Youngstown couple who parented 20-plus foster kids now need help themselves
YOUNGSTOWN
A handicap/wheelchair-access ramp and porch for their home would be a life-changing addition for Linda and Gerald “Jerry” Riley.
“It would be 100 percent better,” said Jerry, who is confined to a wheelchair with Parkinson’s disease.
“Up until a year ago, he could get out of his chair, but he has been wheelchair-bound the last six months,” Linda said of her husband.
He is also pretty much confined to the living room of his home in the old Idora Park area because much of it, particularly the bathroom, is not wheelchair accessible.
They need the help of friends to get Jerry out of the house for any reason. A friend puts down two planks to get Jerry’s wheelchair down the steps from the stoop to a vehicle.
They need a wheelchair-access ramp, butcan’t afford one.
The couple said their yard and garden used to be their pride and joy — Jerry handled the garden; Linda planted and cared for the flowers.

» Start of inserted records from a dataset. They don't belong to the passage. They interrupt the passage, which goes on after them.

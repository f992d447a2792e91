//! Type-safe buffer slot identifier.

use core::fmt;

/// Index of a frame in the fixed slot arena.
///
/// Descriptors hold a `SlotId`, never a pointer into the arena, so a slot
/// that is freed and reused cannot be reached through a stale reference.
#[derive(Debug, Clone, Copy, PartialEq, Eq, Hash, PartialOrd, Ord)]
pub struct SlotId(u32);

impl SlotId {
    /// Create a new slot identifier.
    #[inline]
    pub const fn new(value: u32) -> Self {
        Self(value)
    }

    /// Get the underlying index.
    #[inline]
    pub const fn value(self) -> u32 {
        self.0
    }

    /// The index as a `usize`, for arena lookups.
    #[inline]
    pub const fn index(self) -> usize {
        self.0 as usize
    }
}

impl fmt::Display for SlotId {
    fn fmt(&self, f: &mut fmt::Formatter<'_>) -> fmt::Result {
        write!(f, "Slot({})", self.0)
    }
}

impl From<u32> for SlotId {
    fn from(value: u32) -> Self {
        Self::new(value)
    }
}
//! Infrastructure layer - the threads that drive the domain.
//!
//! Every thread group is a [`WorkerPool`] running a different body:
//!
//! ```text
//!   FaultSource ──► FaultServicer ──fill──► PageBuffer ◄──remove── Flushers
//!                        │                      ▲                     ▲
//!                        └── pressure evict ────┼─────────────────────┤
//!                                               │                     │
//!                                  PageFlusher ─┴── sweeps ───────────┘
//! ```

mod fault_servicer;
mod flushers;
mod page_flusher;
mod stats;
mod work_queue;
mod worker_pool;

pub use fault_servicer::{FaultHandler, FaultServicer};
pub use flushers::{FlushFailure, Flushers, WorkItem};
pub use page_flusher::PageFlusher;
pub use stats::{PagerStats, StatsSnapshot};
pub use work_queue::{Recv, WorkQueue};
pub use worker_pool::{STOP_POLL_INTERVAL, StopToken, WorkerPool};
//! Region - map and unmap a Store-backed address range.

use std::sync::Arc;

use crate::domain::{
    ConfigError, FaultSource, PageBuffer, PagerConfig, PagerError, RegionLayout, Store,
};
use crate::infrastructure::{
    FaultHandler, FaultServicer, FlushFailure, Flushers, PageFlusher, PagerStats, StatsSnapshot,
};

/// A mapped region: the page buffer plus every thread group serving it.
///
/// Mapping starts, in order, the Flushers, the page-flusher orchestrator and
/// the fault servicer. Unmapping (or dropping) tears them down in this
/// order:
///
/// 1. close the fault source and join the fault servicer,
/// 2. join the orchestrator,
/// 3. flush and evict every resident page and wait for the write-backs,
/// 4. close the Flushers queue and join its workers.
///
/// # Examples
///
/// ```
/// use std::sync::Arc;
/// use lazymap::Region;
/// use lazymap::adapters::{MemoryStore, SoftMmu};
/// use lazymap::domain::{PagerConfig, RegionLayout, Store};
///
/// let layout = RegionLayout::new(0x10_0000, 8 * 4096, 4096).unwrap();
/// let mmu = Arc::new(SoftMmu::new(layout));
/// let store = Arc::new(MemoryStore::new(8 * 4096));
/// let config = PagerConfig::new().with_buffer_pages(2).with_flusher_workers(1);
///
/// let region = Region::map(Arc::clone(&store), mmu.clone(), layout, config).unwrap();
/// for i in 0..8u64 {
///     mmu.write_u64(layout.base() + i * 4096, i).unwrap();
/// }
/// region.unmap().unwrap();
///
/// let mut word = [0u8; 8];
/// store.read_at(5 * 4096, &mut word).unwrap();
/// assert_eq!(u64::from_ne_bytes(word), 5);
/// ```
pub struct Region<S: Store> {
    layout: RegionLayout,
    store: Arc<S>,
    faults: Arc<dyn FaultSource>,
    buffer: Arc<PageBuffer>,
    stats: Arc<PagerStats>,
    servicer: Option<FaultServicer>,
    flusher: Option<PageFlusher<S>>,
}

impl<S: Store> Region<S> {
    /// Map `layout` over `store`, serving faults delivered by `faults`.
    ///
    /// # Errors
    ///
    /// - [`PagerError::InvalidConfig`] if `config` is invalid or its page
    ///   size differs from the layout's
    /// - [`PagerError::OutOfBounds`] if the region is larger than the store
    /// - [`PagerError::Pool`] if a thread could not be started
    pub fn map(
        store: Arc<S>,
        faults: Arc<dyn FaultSource>,
        layout: RegionLayout,
        config: PagerConfig,
    ) -> Result<Self, PagerError<S::Error>> {
        config.validate()?;
        if layout.page_size() != config.page_size() {
            return Err(ConfigError::PageSizeMismatch {
                layout: layout.page_size(),
                config: config.page_size(),
            }
            .into());
        }
        if layout.len() > store.size() {
            return Err(PagerError::OutOfBounds {
                offset: 0,
                len: layout.len(),
                limit: store.size(),
            });
        }

        let buffer = Arc::new(PageBuffer::new(config.buffer_pages(), config.page_size())?);
        let stats = Arc::new(PagerStats::new());

        let flushers = Arc::new(Flushers::start(
            config.flusher_workers(),
            config.queue_depth(),
            Arc::clone(&buffer),
            Arc::clone(&faults),
            layout,
            Arc::clone(&stats),
        )?);
        let flusher = PageFlusher::start(
            Arc::clone(&buffer),
            Arc::clone(&store),
            Arc::clone(&flushers),
            &config,
        )?;
        let handler = Arc::new(FaultHandler::new(
            Arc::clone(&buffer),
            Arc::clone(&store),
            Arc::clone(&faults),
            flushers,
            layout,
            Arc::clone(&stats),
            config.slot_wait_timeout(),
        ));
        let servicer = FaultServicer::start(config.fault_workers(), Arc::clone(&faults), handler)?;

        log::info!(
            "Mapped {:#x}+{:#x}: {} pages of {} bytes, buffer of {} pages, {} flushers",
            layout.base(),
            layout.len(),
            layout.page_count(),
            layout.page_size(),
            config.buffer_pages(),
            config.flusher_workers()
        );

        Ok(Self {
            layout,
            store,
            faults,
            buffer,
            stats,
            servicer: Some(servicer),
            flusher: Some(flusher),
        })
    }

    /// The mapped range.
    pub fn layout(&self) -> RegionLayout {
        self.layout
    }

    /// Write back and evict every resident page, returning once the
    /// write-backs have completed.
    ///
    /// Returns the number of pages submitted. Pages whose write-back failed
    /// stay resident; see [`take_flush_failures`](Self::take_flush_failures).
    ///
    /// # Errors
    ///
    /// Returns [`PagerError::ShuttingDown`] if the region is being unmapped.
    pub fn flush_all(&self) -> Result<usize, PagerError<S::Error>> {
        match &self.flusher {
            Some(flusher) => flusher.flush_all_and_wait(),
            None => Err(PagerError::ShuttingDown),
        }
    }

    /// Number of pages holding a slot.
    pub fn resident_pages(&self) -> usize {
        self.buffer.resident_count()
    }

    /// Current counters.
    pub fn stats(&self) -> StatsSnapshot {
        self.stats.snapshot()
    }

    /// Drain the write-back failures recorded since the last call.
    pub fn take_flush_failures(&self) -> Vec<FlushFailure<S::Error>> {
        self.flusher
            .as_ref()
            .map(PageFlusher::take_failures)
            .unwrap_or_default()
    }

    /// Tear the region down, writing back every dirty page.
    ///
    /// Returns the final counters.
    ///
    /// # Errors
    ///
    /// Returns [`PagerError::Store`] if the store could not be flushed.
    pub fn unmap(mut self) -> Result<StatsSnapshot, PagerError<S::Error>> {
        self.teardown();
        self.store.flush().map_err(PagerError::Store)?;
        Ok(self.stats.snapshot())
    }

    fn teardown(&mut self) {
        let Some(mut flusher) = self.flusher.take() else {
            return;
        };
        self.faults.close();
        if let Some(mut servicer) = self.servicer.take() {
            servicer.shutdown();
        }
        flusher.shutdown();
        for failure in flusher.take_failures() {
            log::error!("{}", failure);
        }
        log::info!(
            "Unmapped {:#x}+{:#x}: {}",
            self.layout.base(),
            self.layout.len(),
            self.stats.snapshot()
        );
    }
}

impl<S: Store> Drop for Region<S> {
    fn drop(&mut self) {
        self.teardown();
    }
}
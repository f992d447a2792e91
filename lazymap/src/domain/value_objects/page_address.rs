//! Type-safe page address value object.

use core::fmt;

/// The page-aligned virtual address of one page in a mapped region.
///
/// This value object keeps page addresses apart from raw byte offsets and
/// slot indices. Construction through [`PageAddress::containing`] always
/// yields an aligned address.
#[derive(Debug, Clone, Copy, PartialEq, Eq, Hash, PartialOrd, Ord)]
pub struct PageAddress(u64);

impl PageAddress {
    /// Create a page address from an already aligned value.
    ///
    /// # Examples
    ///
    /// ```
    /// use lazymap::domain::PageAddress;
    ///
    /// let addr = PageAddress::new(0x2000);
    /// assert_eq!(addr.value(), 0x2000);
    /// ```
    #[inline]
    pub const fn new(value: u64) -> Self {
        Self(value)
    }

    /// Align an arbitrary address down to the page that contains it.
    ///
    /// `page_size` must be a power of two.
    ///
    /// ```
    /// use lazymap::domain::PageAddress;
    ///
    /// let addr = PageAddress::containing(0x2a31, 4096);
    /// assert_eq!(addr.value(), 0x2000);
    /// ```
    #[inline]
    pub const fn containing(address: u64, page_size: usize) -> Self {
        Self(address & !(page_size as u64 - 1))
    }

    /// Get the underlying address.
    #[inline]
    pub const fn value(self) -> u64 {
        self.0
    }

    /// Check whether the address sits on a page boundary.
    #[inline]
    pub const fn is_aligned(self, page_size: usize) -> bool {
        self.0 % page_size as u64 == 0
    }

    /// The address of the following page.
    #[inline]
    pub const fn next(self, page_size: usize) -> Self {
        Self(self.0.saturating_add(page_size as u64))
    }
}

impl fmt::Display for PageAddress {
    fn fmt(&self, f: &mut fmt::Formatter<'_>) -> fmt::Result {
        write!(f, "Page({:#x})", self.0)
    }
}

impl From<PageAddress> for u64 {
    fn from(addr: PageAddress) -> Self {
        addr.value()
    }
}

“He said, ‘Anything fancy, you do,’” she said with a laugh. “Our property used to be so well-kept, people would take pictures.”
Now Jerry, 77, can’t get outside to work on the garden, and he won’t let Linda out of his sight.
It wasn’t always this way for the Rileys.
They helped other people.
They were foster parents to more than 200 children for more than 20 years, including Trisha Thomas, who has changed her surname to Riley, effective July 18, and who lives with the Rileys, and her brother, Christopher Carroll of Lancaster, Pa.